Saved entries:

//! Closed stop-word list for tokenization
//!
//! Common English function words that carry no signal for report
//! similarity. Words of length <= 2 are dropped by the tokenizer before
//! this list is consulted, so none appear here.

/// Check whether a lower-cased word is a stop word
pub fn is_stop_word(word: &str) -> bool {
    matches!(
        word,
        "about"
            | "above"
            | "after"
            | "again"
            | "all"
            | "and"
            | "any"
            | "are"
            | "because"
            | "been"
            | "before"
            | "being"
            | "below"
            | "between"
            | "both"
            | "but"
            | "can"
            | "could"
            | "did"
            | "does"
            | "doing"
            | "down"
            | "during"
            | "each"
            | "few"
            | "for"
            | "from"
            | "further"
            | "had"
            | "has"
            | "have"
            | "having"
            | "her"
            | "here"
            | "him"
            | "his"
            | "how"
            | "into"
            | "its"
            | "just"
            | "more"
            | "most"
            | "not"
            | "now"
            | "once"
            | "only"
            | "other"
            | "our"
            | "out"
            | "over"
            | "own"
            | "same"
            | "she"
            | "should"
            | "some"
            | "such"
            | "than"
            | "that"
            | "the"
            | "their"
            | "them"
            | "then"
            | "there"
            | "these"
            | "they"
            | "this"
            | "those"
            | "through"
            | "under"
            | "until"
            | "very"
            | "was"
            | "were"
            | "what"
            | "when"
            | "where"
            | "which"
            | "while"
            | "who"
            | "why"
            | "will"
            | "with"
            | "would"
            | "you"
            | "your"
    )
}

- _To do_
Output all of the records above exactly as they appear.

- _Response_
//! Closed stop-word list for tokenization
//!
//! Common English function words that carry no signal for report
//! similarity. Words of length <= 2 are dropped by the tokenizer before
//! this list is consulted, so none appear here.

/// Check whether a lower-cased word is a stop word
pub fn is_stop_word(word: &str) -> bool {
    matches!(
        word,
        "about"
            | "above"
            | "after"
            | "again"
            | "all"
            | "and"
            | "any"
            | "are"
            | "because"
            | "been"
            | "before"
            | "being"
            | "below"
            | "between"
            | "both"
            | "but"
            | "can"
            | "could"
            | "did"
            | "does"
            | "doing"
            | "down"
            | "during"
            | "each"
            | "few"
            | "for"
            | "from"
            | "further"
            | "had"
            | "has"
            | "have"
            | "having"
            | "her"
            | "here"
            | "him"
            | "his"
            | "how"
            | "into"
            | "its"
            | "just"
            | "more"
            | "most"
            | "not"
            | "now"
            | "once"
            | "only"
            | "other"
            | "our"
            | "out"
            | "over"
            | "own"
            | "same"
            | "she"
            | "should"
            | "some"
            | "such"
            | "than"
            | "that"
            | "the"
            | "their"
            | "them"
            | "then"
            | "there"
            | "these"
            | "they"
            | "this"
            | "those"
            | "through"
            | "under"
            | "until"
            | "very"
            | "was"
            | "were"
            | "what"
            | "when"
            | "where"
            | "which"
            | "while"
            | "who"
            | "why"
            | "will"
            | "with"
            | "would"
            | "you"
            | "your"
    )
}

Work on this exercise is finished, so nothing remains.